Fitting the Saguaro Set trousers / pants
I was smitten with the Saguaro Set by the Friday Pattern Company since it was released, considering it perfect for a cruise I had coming up. This was the first pair of trousers I tried fitting (as a Brit, I can't get used to calling these pants!), having only made a pair of pyjama bottoms before without any modifications. I was pretty sure I could easily get away without any fitting since they were loose-fitting with an elasticated waist, but in anticipation I’d watched the Craftsy course called Easy Fitting the Palmer/Pletsch Way: Pants, and wanted to make use of the information I’d learned.
It was a great course that went through a few examples of the whole fitting process, and by the end it didn’t feel quite as daunting as I’d imagined. I used their tissue fitting method which worked really well for me.
This is a post just about my fitting process. A full review of the pattern will follow soon.
My waist and hip measurements put me into size M so this is what I traced. I added an extra 3cm to the length on the pattern piece because:
I wanted them to finish at full length rather than skimming the ankle.
In the Palmer/Pletsch course they mention that when tissue fitting, the pattern pieces should touch the body at the crotch since fabric would have more drape and so once transferred, would fit just nicely. However since the crotch is cut on the bias, this creates a little bit of stretch and so the trousers may need to be pulled up further to account for this, therefore shortening the trousers at the hem and so they advise leaving extra length.

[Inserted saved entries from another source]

impl ConnectionManager {
    pub fn new(
        transport: Arc<dyn PushTransport>,
        sink: Arc<dyn NotificationSink>,
        options: ConnectionOptions,
    ) -> Self {
        let (status, _) = watch::channel(ConnectionStatus::Disconnected);
        Self {
            inner: Arc::new(Inner {
                transport,
                sink,
                options,
                pending: PendingRequests::new(),
                status,
                link: Mutex::new(None),
                generation: AtomicU64::new(0),
                lifecycle: tokio::sync::Mutex::new(()),
            }),
        }
    }

    pub fn status(&self) -> ConnectionStatus {
        *self.inner.status.borrow()
    }

    pub fn subscribe_status(&self) -> watch::Receiver<ConnectionStatus> {
        self.inner.status.subscribe()
    }

    pub fn pending_count(&self) -> usize {
        self.inner.pending.len()
    }

    /// Open the push channel. A no-op when already connected.
    pub async fn connect(&self) -> Result<(), SyncError> {
        let _lifecycle = self.inner.lifecycle.lock().await;
        if self.status() == ConnectionStatus::Connected {
            return Ok(());
        }
        self.inner.set_status(ConnectionStatus::Connecting);

        let link = match self.inner.transport.open().await {
            Ok(link) => link,
            Err(err) => {
                warn!(error = %err, "push channel open failed");
                self.inner.set_status(ConnectionStatus::Error);
                return Err(err);
            }
        };

        let generation = self.inner.generation.fetch_add(1, Ordering::SeqCst) + 1;
        *self.inner.lock_link() = Some(ActiveLink {
            outbound: link.outbound,
            generation,
            reader: None,
        });
        self.inner.set_status(ConnectionStatus::Connected);
        info!(generation, "push channel connected");

        let reader = tokio::spawn(receive_loop(self.inner.clone(), link.inbound, generation));
        if let Some(active) = self.inner.lock_link().as_mut()
            && active.generation == generation
        {
            active.reader = Some(reader);
        }
        Ok(())
    }

    /// Tear the channel down and reject every pending request with `Cancelled`.
    pub async fn disconnect(&self) {
        let _lifecycle = self.inner.lifecycle.lock().await;
        let link = self.inner.lock_link().take();
        if let Some(link) = link
            && let Some(reader) = link.reader
        {
            reader.abort();
        }
        let rejected = self.inner.pending.reject_all(SyncError::Cancelled);
        self.inner.set_status(ConnectionStatus::Disconnected);
        info!(rejected, "push channel disconnected");
    }

    /// Send a correlated request and wait for its reply.
    ///
    /// Fails fast with `ChannelUnavailable` unless connected. On timeout the
    /// pending entry is evicted; a reply arriving later is discarded.
    pub async fn request(
        &self,
        action: &str,
        payload: Value,
        timeout: Duration,
    ) -> Result<Value, SyncError> {
        let outbound = self.inner.outbound().ok_or(SyncError::ChannelUnavailable)?;

        let id = self.inner.options.ids.correlation_id();
        let mut pending = self.inner.pending.register(id.clone(), action);
        let now = self.inner.options.clock.now();
        let envelope = Envelope::request(id.clone(), action, payload, now);
        let frame = serde_json::to_string(&envelope)?;
        if outbound.send(frame).is_err() {
            return Err(SyncError::ChannelUnavailable);
        }
        debug!(%id, action, "request sent");

        let outcome = tokio::time::timeout(timeout, pending.reply()).await;
        drop(pending);
        match outcome {
            Ok(reply) => reply,
            Err(_) => {
                let timeout_ms = timeout.as_millis() as u64;
                warn!(%id, action, timeout_ms, "request timed out");
                if self.inner.options.cancel_on_timeout {
                    self.send_cancel(&id);
                }
                Err(SyncError::Timeout {
                    action: action.to_string(),
                    timeout_ms,
                })
            }
        }
    }

    /// Fire-and-forget notification frame to the server.
    pub fn notify(&self, action: &str, payload: Value) -> Result<(), SyncError> {
        let outbound = self.inner.outbound().ok_or(SyncError::ChannelUnavailable)?;
        let envelope = Envelope::notification(action, payload, self.inner.options.clock.now());
        outbound
            .send(serde_json::to_string(&envelope)?)
            .map_err(|_| SyncError::ChannelUnavailable)
    }

    fn send_cancel(&self, id: &CorrelationId) {
        let payload = serde_json::to_value(CancelRequest {
            id: id.as_str().to_string(),
        })
        .unwrap_or(Value::Null);
        if let Err(err) = self.notify(REQUEST_CANCEL, payload) {
            debug!(%id, error = %err, "cancel signal not sent");
        }
    }
}

impl Inner {
    fn lock_link(&self) -> std::sync::MutexGuard<'_, Option<ActiveLink>> {
        self.link.lock().unwrap_or_else(PoisonError::into_inner)
    }

    fn set_status(&self, status: ConnectionStatus) {
        let previous = self.status.send_replace(status);
        if previous != status {
            debug!(from = previous.as_str(), to = status.as_str(), "connection status");
        }
    }

    fn outbound(&self) -> Option<mpsc::UnboundedSender<String>> {
        if *self.status.borrow() != ConnectionStatus::Connected {
            return None;
        }
        self.lock_link().as_ref().map(|l| l.outbound.clone())
    }

    fn route(&self, envelope: Envelope) {
        match (envelope.kind, envelope.id) {
            (MessageType::Notification, _) => {
                if *self.status.borrow() == ConnectionStatus::Connected {
                    self.sink.on_notification(&envelope.action, envelope.payload);
                } else {
                    debug!(action = %envelope.action, "notification while not connected; dropped");
                }
            }
            (MessageType::Response, Some(id)) => {
                self.resolve(&id, &envelope.action, Ok(envelope.payload));
            }
            (MessageType::Error, Some(id)) => {
                let error = serde_json::from_value::<ErrorPayload>(envelope.payload.clone())
                    .unwrap_or_else(|_| ErrorPayload {
                        code: "unknown".to_string(),
                        message: envelope.payload.to_string(),
                        details: None,
                    });
                let reply = Err(SyncError::Rejected(RemoteError::from(error)));
                self.resolve(&id, &envelope.action, reply);
            }
            (kind, _) => {
                debug!(?kind, action = %envelope.action, "unroutable frame skipped");
            }
        }
    }

    fn resolve(&self, id: &CorrelationId, action: &str, reply: Result<Value, SyncError>) {
        match self.pending.resolve(id, reply) {
            Resolution::Delivered { .. } => {}
            Resolution::Late => debug!(%id, action, "late or unknown reply discarded"),
        }
    }

    /// The link ended on its own. Ignored when it was already replaced or
    /// torn down by `disconnect`.
    fn on_link_closed(&self, generation: u64) {
        let mut link = self.lock_link();
        if link.as_ref().map(|l| l.generation) != Some(generation) {
            return;
        }
        link.take();
        drop(link);
        let rejected = self.pending.reject_all(SyncError::ChannelUnavailable);
        self.set_status(ConnectionStatus::Error);
        warn!(generation, rejected, "push channel closed by peer");
    }
}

Preparing for tissue-fitting
I pinned the pocket backing to the front piece to complete the front of the trouser piece lining up the notches, then pinned this to the back piece.
Here is the back view, the back piece curving as it is wider than the front.
I cut a piece of the 50mm wide elastic bought on Etsy that the pattern uses for the waistband, and safety-pinned this together to hold it round my waist, at the height I wanted the waistband to sit. I had it so the lower end of the elastic covered my belly button and it felt comfortable here.
I pulled up the tissues pieces until they touched the crotch and then held them at whatever angle meant they were straight down my leg with my foot in the middle of the trouser leg. I also made sure the side seam was straight down.
I pinned the pattern pieces to the waistband at this level. Since the waistband is elasticated, there was a bit of scrunching involved to pin it to the waistband. It seemed to fit nicely around my hips. My cat seemed to find the process intriguing :)
Once happy with how it was sitting, I marked the bottom of the waistband on the pattern pieces to represent the seamline between the waistband and front/back pieces. These marks are indicated with the black arrows below.
After taking the pattern off, I roughly joined these marks with a French curve ruler.
I then used a double tracing wheel (blog post with video here on how to use it) to add the 1cm seam allowance and then cut along this line.
I moved the wax paper under the front piece to mark the pocket backing.
In the fitting adjustment above, I removed some height from both the front/back pieces and the pocket back piece, but forgot to do the same with the pocket facing which was therefore longer. I only realised this having sewn the pocket facing to the front piece already. Thankfully I had enough fabric to recut the pocket back piece as a longer piece, and in fact I this worked out better because it meant I kept the original length of the pocket, which otherwise would have been shorter. The change in the curve at the waistband was not significant enough to make this an issue.
At this point I was confident enough to cut into my fabric without a toile. I sewed the waistband to the front and back pieces and the pocketing backing to check the fit.
I was happy with the fit but the legs felt quite voluminous so I graded down to size S below the pockets to avoid having to change those pieces as well, plus I didn't want to lose any width around the hips. Here is the new shape of the back piece on the original fabric piece which I then cut. I repeated this with the front piece.
Having added 3cm to the length, I hemmed it up by 2.5cm. The instructions suggest folding it up twice but I wanted to avoid bulk so I overlocked the edge and handstitched with catchstitch for an invisible look.
Here is the final result. The wind caught the trousers in the photo of the back so they look wider than otherwise. They are very comfortable and the crotch fits just right. In these photos, I have paired it with a simple t-shirt.